### WHAT THIS TASK INVOLVES:
Determine how many lines in the entries below include the word "Error", and reply with that number alone.

### Data excerpts:

::::

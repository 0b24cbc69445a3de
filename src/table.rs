use chrono::{DateTime, NaiveDateTime};
use comfy_table::{presets::UTF8_FULL, ContentArrangement, Table};

use crate::model::{FlightOffer, Itinerary};

pub fn format_price(price: Option<f64>) -> String {
    match price {
        Some(p) if p.fract() == 0.0 => format!("€{p:.0}"),
        Some(p) => format!("€{p:.2}"),
        None => String::new(),
    }
}

/// `dd/mm HH:MM` in the timestamp's own offset; unparseable input is shown as is.
pub fn format_time(raw: Option<&str>) -> String {
    let Some(raw) = raw else {
        return String::new();
    };
    if let Ok(dt) = DateTime::parse_from_rfc3339(raw) {
        return dt.format("%d/%m %H:%M").to_string();
    }
    for format in ["%Y-%m-%dT%H:%M:%S%.f", "%Y-%m-%dT%H:%M:%S", "%Y-%m-%dT%H:%M"] {
        if let Ok(dt) = NaiveDateTime::parse_from_str(raw, format) {
            return dt.format("%d/%m %H:%M").to_string();
        }
    }
    raw.to_string()
}

pub fn format_stops(itinerary: &Itinerary) -> String {
    match itinerary.stops() {
        None => String::new(),
        Some(0) => "direct".to_string(),
        Some(n) => {
            let via: Vec<&str> = itinerary.segments[..n]
                .iter()
                .filter_map(|s| s.to.as_deref())
                .collect();
            if via.is_empty() {
                format!("{n} stop")
            } else {
                format!("{n} stop ({})", via.join(", "))
            }
        }
    }
}

fn route(itinerary: &Itinerary) -> String {
    let Some(first) = itinerary.first() else {
        return String::new();
    };
    std::iter::once(first.from.as_deref().unwrap_or("?"))
        .chain(
            itinerary
                .segments
                .iter()
                .map(|s| s.to.as_deref().unwrap_or("?")),
        )
        .collect::<Vec<_>>()
        .join(" → ")
}

fn times(itinerary: &Itinerary) -> String {
    let depart = format_time(itinerary.first().and_then(|s| s.departure_time.as_deref()));
    let arrive = format_time(itinerary.last().and_then(|s| s.arrival_time.as_deref()));
    format!("{depart} → {arrive}")
}

fn summary(itinerary: &Itinerary) -> String {
    format!("{} | {}", route(itinerary), times(itinerary))
}

pub fn render(offers: &[&FlightOffer]) -> String {
    let mut table = Table::new();
    table
        .load_preset(UTF8_FULL)
        .set_content_arrangement(ContentArrangement::Dynamic)
        .set_header(vec![
            "Airline", "Flight", "Route", "Depart", "Arrive", "Duration", "Stops", "Return", "Price",
        ]);

    let empty = Itinerary::default();
    for offer in offers {
        let outbound = offer.departure_itinerary.as_ref().unwrap_or(&empty);
        let first = outbound.first();

        let airline = first.and_then(|s| s.carrier()).unwrap_or_default();
        let flight = first
            .and_then(|s| s.flight_number.as_deref())
            .unwrap_or_default();
        let depart = format_time(first.and_then(|s| s.departure_time.as_deref()));
        let arrive = format_time(outbound.last().and_then(|s| s.arrival_time.as_deref()));
        let duration = outbound.total_duration.clone().unwrap_or_default();

        let ret = match offer.return_itinerary.as_ref() {
            Some(it) if offer.is_round_trip() => summary(it),
            _ => String::new(),
        };

        table.add_row(vec![
            airline.to_string(),
            flight.to_string(),
            route(outbound),
            depart,
            arrive,
            duration,
            format_stops(outbound),
            ret,
            format_price(offer.price),
        ]);
    }

    table.to_string()
}

/// One offer per line: `price | route | duration | stops | airline | times`.
pub fn compact_line(offer: &FlightOffer) -> String {
    let empty = Itinerary::default();
    let outbound = offer.departure_itinerary.as_ref().unwrap_or(&empty);
    let airline = outbound
        .first()
        .and_then(|s| s.carrier())
        .unwrap_or_default();
    let mut line = format!(
        "{} | {} | {} | {} | {airline} | {}",
        format_price(offer.price),
        route(outbound).replace(" → ", ">"),
        outbound.total_duration.as_deref().unwrap_or_default(),
        format_stops(outbound),
        times(outbound),
    );
    if let Some(ret) = offer.return_itinerary.as_ref().filter(|_| offer.is_round_trip()) {
        line.push_str(" || return ");
        line.push_str(&summary(ret));
    }
    line
}

#[cfg(test)]
mod tests {
    use super::*;
    use crate::model::Segment;

    fn seg(from: &str, to: &str) -> Segment {
        Segment {
            from: Some(from.into()),
            to: Some(to.into()),
            departure_time: Some("2026-03-01T08:15:00".into()),
            arrival_time: Some("2026-03-01T10:40:00+01:00".into()),
            ..Default::default()
        }
    }

    #[test]
    fn price_drops_zero_cents() {
        assert_eq!(format_price(Some(599.0)), "€599");
        assert_eq!(format_price(Some(89.5)), "€89.50");
        assert_eq!(format_price(None), "");
    }

    #[test]
    fn time_formats() {
        assert_eq!(format_time(Some("2026-03-01T08:15:00")), "01/03 08:15");
        assert_eq!(format_time(Some("2026-03-01T10:40:00+01:00")), "01/03 10:40");
        assert_eq!(format_time(Some("soon")), "soon");
        assert_eq!(format_time(None), "");
    }

    #[test]
    fn stops_list_connections() {
        let it = Itinerary {
            segments: vec![seg("FCO", "MUC"), seg("MUC", "JFK")],
            total_duration: Some("11h 20m".into()),
        };
        assert_eq!(format_stops(&it), "1 stop (MUC)");
        assert_eq!(route(&it), "FCO → MUC → JFK");
    }

    #[test]
    fn return_leg_shown_only_for_round_trips() {
        let outbound = Itinerary {
            segments: vec![seg("FCO", "LHR")],
            total_duration: Some("2h 25m".into()),
        };
        let mut offer = FlightOffer {
            price: Some(129.0),
            departure_itinerary: Some(outbound),
            return_itinerary: Some(Itinerary::default()),
            ..Default::default()
        };
        assert!(!compact_line(&offer).contains("|| return"));

        offer.return_itinerary = Some(Itinerary {
            segments: vec![seg("LHR", "FCO")],
            total_duration: None,
        });
        assert!(compact_line(&offer).contains("|| return LHR → FCO"));
    }

    #[test]
    fn render_tolerates_empty_offer() {
        let offer = FlightOffer::default();
        let out = render(&[&offer]);
        assert!(out.contains("Airline"));
    }
}
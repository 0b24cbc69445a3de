use serde::Serialize;

use crate::booking::validate_email;
use crate::error::Error;

/// Body of `POST /mail/send-mail`.
#[derive(Debug, Clone, PartialEq, Eq, Serialize)]
pub struct ContactMessage {
    pub from: String,
    #[serde(rename = "type")]
    pub kind: String,
    pub name: String,
    pub subject: String,
    pub message: String,
}

impl ContactMessage {
    pub fn query(from: &str, name: &str, subject: &str, message: &str) -> Self {
        Self {
            from: from.trim().to_string(),
            kind: "query".to_string(),
            name: name.trim().to_string(),
            subject: subject.trim().to_string(),
            message: message.to_string(),
        }
    }

    pub fn validate(&self) -> Result<(), Error> {
        if !validate_email(&self.from) {
            return Err(Error::InvalidEmail(self.from.clone()));
        }
        if self.name.is_empty() {
            return Err(Error::Validation("name is required".into()));
        }
        if self.message.trim().is_empty() {
            return Err(Error::Validation("message cannot be empty".into()));
        }
        Ok(())
    }
}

::::

### THE COMPLETED TASK:
5